We’re ready for a summer holiday.  We need an innocent break from worries of recession.  A couple of days away from the oppression of oil tycoons and Dow Chemical will do us all a load of good.  We’ll flip a few burgers on the grill and spend time with the kids.  We’ll soak in some sunshine and try not to think too much about the intesifying glare of international disdain that threatens the pre-eminence of America. 

Make no mistake, our country is headed for major life changes.  Perhaps we’re on the verge of our twenties, escaping at last from the swash and buckle of teendom.  Perhaps we’re maturing into the responsibilities of adulthood, where nothing is certain and our accustomed pride implodes.

In our own business lives, when we grow past the startup and begin to look at how to establish long term sustainability, do we do so in the old way, with aggression, bravado, and competition?  Do we seek to establish ourselves as the one with all the toys, do we respect only those who evidence gigantic material gain?  Do we apply all the recommended tricks to trap wealth and in the process let our souls shrivel from neglect?

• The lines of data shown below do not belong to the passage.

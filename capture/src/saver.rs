use std::fs::{File, OpenOptions};
use std::io::{self, BufWriter};
use std::path::{Path, PathBuf};

use chrono::NaiveDateTime;
use frame_snap_common::bridge::Frame;
use image::codecs::jpeg::JpegEncoder;
use tracing::{dispatcher, error, info, warn, Dispatch};

use crate::keys::photo_filename;

#[derive(Debug, thiserror::Error)]
pub enum SaveError {
    #[error("failed to create photo directory {0}: {1}")]
    CreateDir(String, io::Error),
    #[error("refusing to overwrite existing photo {0}")]
    Exists(String),
    #[error("failed to write photo: {0}")]
    Io(#[from] io::Error),
    #[error("failed to encode JPEG: {0}")]
    Encode(#[from] image::ImageError),
}

#[derive(Debug, PartialEq, Eq)]
pub enum SaveOutcome {
    Saved(PathBuf),
    /// Nothing was held yet; no file written, counter unchanged.
    NoFrame,
}

/// Writes held frames as numbered JPEG photos into one directory.
pub struct PhotoSaver {
    dir: PathBuf,
    count: u32,
    quality: u8,
    dispatch: Dispatch,
}

impl PhotoSaver {
    /// Open the photo directory, creating it if it does not exist yet.
    /// Existing photos are left alone.
    pub fn create(dir: impl Into<PathBuf>, quality: u8, dispatch: Dispatch) -> Result<Self, SaveError> {
        let dir = dir.into();
        if !dir.is_dir() {
            std::fs::create_dir_all(&dir)
                .map_err(|e| SaveError::CreateDir(dir.display().to_string(), e))?;
            dispatcher::with_default(&dispatch, || {
                info!(path = dir.display().to_string(), "created photo directory");
            });
        }
        Ok(Self {
            dir,
            count: 0,
            quality,
            dispatch,
        })
    }

    /// Save `frame` as `photo_<count>_<taken_at>.jpg`.
    ///
    /// The counter only advances once the file is completely on disk. A failed
    /// write is logged, its partial file removed, and the error returned.
    pub fn save(
        &mut self,
        frame: Option<&Frame>,
        taken_at: NaiveDateTime,
    ) -> Result<SaveOutcome, SaveError> {
        let Some(frame) = frame else {
            dispatcher::with_default(&self.dispatch, || {
                warn!("no image received yet, nothing to save");
            });
            return Ok(SaveOutcome::NoFrame);
        };

        let path = self.dir.join(photo_filename(self.count, taken_at));
        if let Err(e) = write_jpeg(&path, frame, self.quality) {
            dispatcher::with_default(&self.dispatch, || {
                error!(path = path.display().to_string(), error = %e, "failed to save photo");
            });
            return Err(e);
        }

        self.count += 1;
        dispatcher::with_default(&self.dispatch, || {
            info!(
                path = path.display().to_string(),
                seq = frame.seq,
                count = self.count,
                "saved photo"
            );
        });
        Ok(SaveOutcome::Saved(path))
    }

    /// Number of photos saved so far.
    pub fn count(&self) -> u32 {
        self.count
    }

    pub fn dir(&self) -> &Path {
        &self.dir
    }
}

fn write_jpeg(path: &Path, frame: &Frame, quality: u8) -> Result<(), SaveError> {
    let file = OpenOptions::new()
        .write(true)
        .create_new(true)
        .open(path)
        .map_err(|e| match e.kind() {
            io::ErrorKind::AlreadyExists => SaveError::Exists(path.display().to_string()),
            _ => SaveError::Io(e),
        })?;

    let result = encode_into(file, frame, quality);
    if result.is_err() {
        let _ = std::fs::remove_file(path);
    }
    result
}

fn encode_into(file: File, frame: &Frame, quality: u8) -> Result<(), SaveError> {
    let mut writer = BufWriter::new(file);
    JpegEncoder::new_with_quality(&mut writer, quality).encode_image(&frame.image)?;
    let file = writer.into_inner().map_err(|e| e.into_error())?;
    file.sync_all()?;
    Ok(())
}
mod capture_loop;
mod display;
mod keys;
mod mailbox;
mod receiver;
mod saver;
mod source;
#[cfg(test)]
mod test_support;

use capture_loop::CaptureLoop;
use display::WindowDisplay;
use frame_snap_common::config::Config;
use mailbox::FrameMailbox;
use receiver::FrameReceiver;
use saver::PhotoSaver;
use source::KafkaSource;
use std::path::PathBuf;
use std::sync::atomic::{AtomicBool, Ordering};
use std::sync::Arc;
use tracing::{error, info, warn};

fn main() {
    let config_path = std::env::args()
        .nth(1)
        .map(PathBuf::from)
        .unwrap_or_else(|| PathBuf::from("config.toml"));

    let config = match Config::load_or_default(&config_path) {
        Ok(c) => c,
        Err(e) => {
            eprintln!("Failed to load config from {}: {e}", config_path.display());
            std::process::exit(1);
        }
    };

    tracing_subscriber::fmt()
        .with_env_filter(
            tracing_subscriber::EnvFilter::try_from_default_env()
                .unwrap_or_else(|_| config.logging.level.parse().unwrap_or_default()),
        )
        .init();

    // Photos land under the working directory unless configured otherwise.
    let photo_dir = if config.capture.photo_dir.is_absolute() {
        config.capture.photo_dir.clone()
    } else {
        std::env::current_dir()
            .map(|cwd| cwd.join(&config.capture.photo_dir))
            .unwrap_or_else(|_| config.capture.photo_dir.clone())
    };

    info!(
        brokers = config.bus.brokers,
        topic = config.bus.topic,
        photo_dir = photo_dir.display().to_string(),
        spin_timeout_ms = config.capture.spin_timeout_ms,
        "starting image capture node"
    );

    let dispatch = tracing::dispatcher::get_default(|d| d.clone());

    // The signal listener lives on a small runtime; the capture loop itself
    // stays on the main thread, which the window requires.
    let runtime = match tokio::runtime::Builder::new_multi_thread()
        .worker_threads(1)
        .enable_all()
        .build()
    {
        Ok(rt) => rt,
        Err(e) => {
            error!(error = %e, "failed to start signal runtime");
            std::process::exit(1);
        }
    };
    let shutdown = Arc::new(AtomicBool::new(false));
    let flag = Arc::clone(&shutdown);
    runtime.spawn(async move {
        match tokio::signal::ctrl_c().await {
            Ok(()) => {
                info!("interrupt received, shutting down");
                flag.store(true, Ordering::SeqCst);
            }
            Err(e) => warn!(error = %e, "failed to listen for interrupt"),
        }
    });

    let saver = match PhotoSaver::create(
        photo_dir,
        config.capture.jpeg_quality,
        dispatch.clone(),
    ) {
        Ok(s) => s,
        Err(e) => {
            error!(error = %e, "failed to prepare photo directory");
            std::process::exit(1);
        }
    };

    let source = match KafkaSource::connect(&config.bus) {
        Ok(s) => s,
        Err(e) => {
            error!(error = %e, "failed to subscribe to image topic");
            std::process::exit(1);
        }
    };

    let display = match WindowDisplay::open(&config.capture.window_title) {
        Ok(d) => d,
        Err(e) => {
            error!(error = %e, "failed to open display window");
            std::process::exit(1);
        }
    };

    let receiver = FrameReceiver::new(FrameMailbox::new(), dispatch.clone());
    let mut capture = CaptureLoop::new(
        source,
        display,
        receiver,
        saver,
        shutdown,
        config.capture.spin_timeout(),
        dispatch,
    );

    let summary = capture.run();
    info!(photos_saved = summary.photos_saved, "image capture node exiting");

    drop(capture);
    runtime.shutdown_background();
}
//! The application adapter: validation, authorization, initialization and
//! publish handling supplied by user code.
//!
//! Validate/authorize/initialize requests carry a reply handle. The
//! adapter may answer from inside the call or keep the handle and answer
//! later from any thread; the root accepts both. A handle answers at most
//! once (it is consumed), and answering after the root has shut down is a
//! no-op.

use std::sync::Weak;

use crate::json::Value;
use crate::pubsub::name::NodeName;
use crate::pubsub::node::Node;
use crate::pubsub::root::{Root, RootShared};

/// Why a subscription was refused.
#[derive(Clone, Copy, Debug, PartialEq, Eq)]
pub enum SubscriptionError {
    /// The adapter rejected the node name.
    Invalid,
    /// The adapter rejected this subscriber for the node.
    NotAuthorized,
    /// The adapter declined to provide an initial value.
    InitFailed,
}

impl SubscriptionError {
    /// The wire string reported to clients.
    #[must_use]
    pub fn as_str(self) -> &'static str {
        match self {
            SubscriptionError::Invalid => "invalid subscription",
            SubscriptionError::NotAuthorized => "authorization failed",
            SubscriptionError::InitFailed => "initialization failed",
        }
    }
}

/// Outcome of a publish callback.
#[derive(Clone, Debug, PartialEq, Eq)]
pub struct PublishResult {
    pub successful: bool,
    pub error: Option<String>,
}

impl PublishResult {
    #[must_use]
    pub fn ok() -> Self {
        PublishResult { successful: true, error: None }
    }

    #[must_use]
    pub fn failed(error: impl Into<String>) -> Self {
        PublishResult { successful: false, error: Some(error.into()) }
    }
}

/// Receives node events from the root.
///
/// A successful subscription is announced by the first [`on_update`]
/// carrying the node's current state; failures arrive through
/// [`on_subscription_failed`].
///
/// [`on_update`]: Subscriber::on_update
/// [`on_subscription_failed`]: Subscriber::on_subscription_failed
pub trait Subscriber: Send + Sync {
    fn on_update(&self, name: &NodeName, node: &Node);

    fn on_subscription_failed(&self, name: &NodeName, error: SubscriptionError);
}

/// Identity-keyed handle to a subscriber.
///
/// The root stores subscribers by identity, not by value: two handles are
/// equal exactly when they point at the same subscriber.
#[derive(Clone)]
pub struct SubscriberHandle(std::sync::Arc<dyn Subscriber>);

impl SubscriberHandle {
    #[must_use]
    pub fn new(subscriber: std::sync::Arc<dyn Subscriber>) -> Self {
        SubscriberHandle(subscriber)
    }

    pub(crate) fn key(&self) -> usize {
        std::sync::Arc::as_ptr(&self.0) as *const () as usize
    }

    pub fn on_update(&self, name: &NodeName, node: &Node) {
        self.0.on_update(name, node);
    }

    pub fn on_subscription_failed(&self, name: &NodeName, error: SubscriptionError) {
        self.0.on_subscription_failed(name, error);
    }
}

impl PartialEq for SubscriberHandle {
    fn eq(&self, other: &Self) -> bool {
        self.key() == other.key()
    }
}

impl Eq for SubscriberHandle {}

impl std::hash::Hash for SubscriberHandle {
    fn hash<H: std::hash::Hasher>(&self, state: &mut H) {
        self.key().hash(state);
    }
}

impl std::fmt::Debug for SubscriberHandle {
    fn fmt(&self, f: &mut std::fmt::Formatter<'_>) -> std::fmt::Result {
        write!(f, "SubscriberHandle({:#x})", self.key())
    }
}

/// One-shot reply to a validation request.
pub struct ValidationReply {
    pub(crate) root: Weak<RootShared>,
    pub(crate) name: NodeName,
}

impl ValidationReply {
    /// Report whether the node name is valid.
    pub fn answer(self, valid: bool) {
        if let Some(shared) = self.root.upgrade() {
            Root::from_shared(shared).validation_answered(&self.name, valid);
        }
    }

    #[must_use]
    pub fn name(&self) -> &NodeName {
        &self.name
    }
}

/// One-shot reply to an authorization request.
pub struct AuthorizationReply {
    pub(crate) root: Weak<RootShared>,
    pub(crate) name: NodeName,
    pub(crate) subscriber: SubscriberHandle,
}

impl AuthorizationReply {
    /// Report whether the subscriber may attach to the node.
    pub fn answer(self, authorized: bool) {
        if let Some(shared) = self.root.upgrade() {
            Root::from_shared(shared).authorization_answered(
                &self.name,
                &self.subscriber,
                authorized,
            );
        }
    }

    #[must_use]
    pub fn name(&self) -> &NodeName {
        &self.name
    }
}

/// One-shot reply to an initialization request.
pub struct InitializationReply {
    pub(crate) root: Weak<RootShared>,
    pub(crate) name: NodeName,
}

impl InitializationReply {
    /// Provide the node's initial value, or `None` to skip creation.
    pub fn answer(self, initial: Option<Value>) {
        if let Some(shared) = self.root.upgrade() {
            Root::from_shared(shared).initialization_answered(&self.name, initial);
        }
    }

    #[must_use]
    pub fn name(&self) -> &NodeName {
        &self.name
    }
}

/// User-supplied callbacks driving node lifecycle and publishes.
///
/// The defaults reject everything, which makes a partially implemented
/// adapter fail closed.
pub trait Adapter: Send + Sync {
    /// Is this node name meaningful to the application?
    fn validate(&self, _name: &NodeName, reply: ValidationReply) {
        reply.answer(false);
    }

    /// May this subscriber attach to the node?
    fn authorize(
        &self,
        _subscriber: &SubscriberHandle,
        _name: &NodeName,
        reply: AuthorizationReply,
    ) {
        reply.answer(false);
    }

    /// Produce the node's first value; answering `None` skips creation.
    fn initialize(&self, _name: &NodeName, reply: InitializationReply) {
        reply.answer(None);
    }

    /// Handle a client publish to a non-meta channel.
    fn publish(
        &self,
        _channel: &str,
        _data: &Value,
        _message: &Value,
        _subscriber: &SubscriberHandle,
        _root: &Root,
    ) -> PublishResult {
        PublishResult::failed("no callback installed.")
    }
}
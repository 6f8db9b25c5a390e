//! Structural deltas between JSON values.
//!
//! [`delta`] computes a compact patch that transforms one value into
//! another; [`apply`] replays it. Patches travel on the wire under an
//! `"update"` field, full values under `"data"`.
//!
//! A patch is a JSON array of operations, applied left to right. Each
//! operation is itself an array whose first element is the opcode:
//!
//! | Op | Shape | Meaning |
//! |----|-------|---------|
//! | 1 | `[1, index, value]` | array: replace the element at `index` |
//! | 2 | `[2, from, to]` | array: delete the range `[from, to)` |
//! | 3 | `[3, index, value]` | array: insert `value` before `index` |
//! | 4 | `[4, index, patch]` | array: patch the element at `index` |
//! | 5 | `[5, key, value]` | object: insert or replace `key` |
//! | 6 | `[6, key]` | object: remove `key` |
//! | 7 | `[7, key, patch]` | object: patch the value at `key` |
//!
//! Array indices refer to the array as it stands when the operation
//! executes. Scalars and values of different kinds have no useful
//! structural sharing; for those [`delta`] reports `None` and the caller
//! ships the full value instead.

use crate::error::{CometError, Result};
use crate::json::value::{Array, Object, Value};

const OP_REPLACE: i64 = 1;
const OP_DELETE: i64 = 2;
const OP_INSERT: i64 = 3;
const OP_EDIT: i64 = 4;
const OP_SET_KEY: i64 = 5;
const OP_REMOVE_KEY: i64 = 6;
const OP_EDIT_KEY: i64 = 7;

/// Compute a patch turning `old` into `new`.
///
/// Returns `None` when the patch would exceed `max_bytes` in serialized
/// form, or when it would not be smaller than shipping `new` outright.
#[must_use]
pub fn delta(old: &Value, new: &Value, max_bytes: usize) -> Option<Value> {
    if old == new {
        return Some(Value::array(Vec::new()));
    }

    let ops = match (old, new) {
        (Value::Array(a), Value::Array(b)) => array_ops(a, b),
        (Value::Object(a), Value::Object(b)) => object_ops(a, b),
        _ => return None,
    };

    let patch = Value::array(ops);
    let size = patch.serialized_size();
    if size <= max_bytes && size < new.serialized_size() {
        Some(patch)
    } else {
        None
    }
}

/// Apply a patch produced by [`delta`] to the value it was computed from.
pub fn apply(base: &Value, patch: &Value) -> Result<Value> {
    let ops = patch
        .as_array()
        .ok_or_else(|| CometError::Delta("patch is not an array".into()))?;

    let mut current = base.clone();
    for op in ops.iter() {
        current = apply_op(current, op)?;
    }
    Ok(current)
}

fn array_ops(old: &Array, new: &Array) -> Vec<Value> {
    let old_items: Vec<&Value> = old.iter().collect();
    let new_items: Vec<&Value> = new.iter().collect();

    let mut prefix = 0;
    while prefix < old_items.len()
        && prefix < new_items.len()
        && old_items[prefix] == new_items[prefix]
    {
        prefix += 1;
    }

    let mut suffix = 0;
    while suffix < old_items.len() - prefix
        && suffix < new_items.len() - prefix
        && old_items[old_items.len() - 1 - suffix] == new_items[new_items.len() - 1 - suffix]
    {
        suffix += 1;
    }

    let old_mid = &old_items[prefix..old_items.len() - suffix];
    let new_mid = &new_items[prefix..new_items.len() - suffix];

    let mut ops = Vec::new();
    if old_mid.len() == 1 && new_mid.len() == 1 {
        ops.push(change_element_op(prefix, old_mid[0], new_mid[0]));
        return ops;
    }

    if !old_mid.is_empty() {
        ops.push(Value::array(vec![
            Value::from(OP_DELETE),
            Value::from(prefix as i64),
            Value::from((prefix + old_mid.len()) as i64),
        ]));
    }
    for (offset, item) in new_mid.iter().enumerate() {
        ops.push(Value::array(vec![
            Value::from(OP_INSERT),
            Value::from((prefix + offset) as i64),
            (*item).clone(),
        ]));
    }
    ops
}

/// Prefer a nested patch over a plain replacement when it is smaller.
fn change_element_op(index: usize, old: &Value, new: &Value) -> Value {
    let replace = Value::array(vec![
        Value::from(OP_REPLACE),
        Value::from(index as i64),
        new.clone(),
    ]);

    let nested_ops = match (old, new) {
        (Value::Array(a), Value::Array(b)) => Some(array_ops(a, b)),
        (Value::Object(a), Value::Object(b)) => Some(object_ops(a, b)),
        _ => None,
    };
    if let Some(ops) = nested_ops {
        let edit = Value::array(vec![
            Value::from(OP_EDIT),
            Value::from(index as i64),
            Value::array(ops),
        ]);
        if edit.serialized_size() < replace.serialized_size() {
            return edit;
        }
    }
    replace
}

fn object_ops(old: &Object, new: &Object) -> Vec<Value> {
    let mut ops = Vec::new();

    for (key, _) in old.iter() {
        if !new.contains_key(key) {
            ops.push(Value::array(vec![
                Value::from(OP_REMOVE_KEY),
                Value::from(key),
            ]));
        }
    }

    for (key, new_value) in new.iter() {
        match old.get(key) {
            Some(old_value) if old_value == new_value => {}
            Some(old_value) => ops.push(change_key_op(key, old_value, new_value)),
            None => ops.push(Value::array(vec![
                Value::from(OP_SET_KEY),
                Value::from(key),
                new_value.clone(),
            ])),
        }
    }

    ops
}

fn change_key_op(key: &str, old: &Value, new: &Value) -> Value {
    let set = Value::array(vec![
        Value::from(OP_SET_KEY),
        Value::from(key),
        new.clone(),
    ]);

    let nested_ops = match (old, new) {
        (Value::Array(a), Value::Array(b)) => Some(array_ops(a, b)),
        (Value::Object(a), Value::Object(b)) => Some(object_ops(a, b)),
        _ => None,
    };
    if let Some(ops) = nested_ops {
        let edit = Value::array(vec![
            Value::from(OP_EDIT_KEY),
            Value::from(key),
            Value::array(ops),
        ]);
        if edit.serialized_size() < set.serialized_size() {
            return edit;
        }
    }
    set
}

fn apply_op(value: Value, op: &Value) -> Result<Value> {
    let parts = op
        .as_array()
        .ok_or_else(|| CometError::Delta("operation is not an array".into()))?;
    let opcode = parts
        .get(0)
        .and_then(Value::as_i64)
        .ok_or_else(|| CometError::Delta("missing opcode".into()))?;

    match opcode {
        OP_REPLACE | OP_DELETE | OP_INSERT | OP_EDIT => {
            let items: Vec<Value> = value
                .as_array()
                .ok_or_else(|| CometError::Delta("array op on non-array".into()))?
                .iter()
                .cloned()
                .collect();
            apply_array_op(items, opcode, parts)
        }
        OP_SET_KEY | OP_REMOVE_KEY | OP_EDIT_KEY => {
            let object = value
                .as_object()
                .ok_or_else(|| CometError::Delta("object op on non-object".into()))?
                .clone();
            apply_object_op(object, opcode, parts)
        }
        other => Err(CometError::Delta(format!("unknown opcode {other}"))),
    }
}

fn op_index(parts: &Array, at: usize) -> Result<usize> {
    parts
        .get(at)
        .and_then(Value::as_i64)
        .and_then(|n| usize::try_from(n).ok())
        .ok_or_else(|| CometError::Delta("bad index".into()))
}

fn op_operand<'a>(parts: &'a Array, at: usize) -> Result<&'a Value> {
    parts
        .get(at)
        .ok_or_else(|| CometError::Delta("missing operand".into()))
}

fn apply_array_op(mut items: Vec<Value>, opcode: i64, parts: &Array) -> Result<Value> {
    match opcode {
        OP_REPLACE => {
            let index = op_index(parts, 1)?;
            let operand = op_operand(parts, 2)?;
            if index >= items.len() {
                return Err(CometError::Delta(format!("replace index {index} out of range")));
            }
            items[index] = operand.clone();
        }
        OP_DELETE => {
            let from = op_index(parts, 1)?;
            let to = op_index(parts, 2)?;
            if from > to || to > items.len() {
                return Err(CometError::Delta(format!("delete range {from}..{to} out of range")));
            }
            items.drain(from..to);
        }
        OP_INSERT => {
            let index = op_index(parts, 1)?;
            let operand = op_operand(parts, 2)?;
            if index > items.len() {
                return Err(CometError::Delta(format!("insert index {index} out of range")));
            }
            items.insert(index, operand.clone());
        }
        OP_EDIT => {
            let index = op_index(parts, 1)?;
            let operand = op_operand(parts, 2)?;
            if index >= items.len() {
                return Err(CometError::Delta(format!("edit index {index} out of range")));
            }
            items[index] = apply(&items[index], operand)?;
        }
        _ => unreachable!("array opcode checked by caller"),
    }
    Ok(Value::array(items))
}

fn apply_object_op(object: Object, opcode: i64, parts: &Array) -> Result<Value> {
    let key = op_operand(parts, 1)?
        .as_str()
        .ok_or_else(|| CometError::Delta("object op key is not a string".into()))?;

    let result = match opcode {
        OP_SET_KEY => object.with(key, op_operand(parts, 2)?.clone()),
        OP_REMOVE_KEY => {
            if !object.contains_key(key) {
                return Err(CometError::Delta(format!("remove of unknown key {key:?}")));
            }
            object.without(key)
        }
        OP_EDIT_KEY => {
            let current = object
                .get(key)
                .ok_or_else(|| CometError::Delta(format!("edit of unknown key {key:?}")))?;
            let patched = apply(current, op_operand(parts, 2)?)?;
            object.with(key, patched)
        }
        _ => unreachable!("object opcode checked by caller"),
    };
    Ok(Value::Object(result))
}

The deep, loving, intense, devoted, dedicated cultivation of soul has been missing in our culture.   So now, the current requirements for growth have everything to do with soulful revitalization.  Establishing sustainability in your business is about incorporating soul needs – yours especially, and also those of your customers. 

It may seem impossible, but actually only requires a little creative practice.  Learning to integrate your inner being with your business structures and offerings will be the most satisfying accomplishment of your life.  Taking advantage of global awareness, our maturation as a nation has everything to do with developing reverence for soul, just as the maturation of places like India and Africa has everything to do with integrating practicalities into what has previously been dominated by eternal mysteries.

Take a look, for instance, at this report from Stefan Sagmeister, renowned Austrain designer:

In addition to citing a fascinating range of outside influences, Sagmeister proves that sometimes the best ideas are generated from a source very close to home – ourselves.  In his case, it was his own journal that spawned his latest success, proving that professionals should not shy away from the highly personal.  He tells us, “By far the most interesting project I have been involved in the last years is a series of typographic works that came out of a list I found in my diary under the title, ‘Things I have learned in my life so far.’  Every one of these pieces was published, and so far they have appeared as French and Portuguese billboards, a Japanese annual report, on German TV, in Austrian magazines, as a New York direct mailer, and an American poster campaign.  The series was influenced by my grandfather (who was educated in sign painting, and I grew up with many of his pieces of wisdom around the house), by American artist Jenny Holzer, as well as the rustic wooden signs available in tourist stores all over my hometown of Bregenz in Austria.”

 

As you bask in sunny Independence Day frivolities, consider how you can carry some of the whispers of soul that permeate the holiday back with you when you return to work.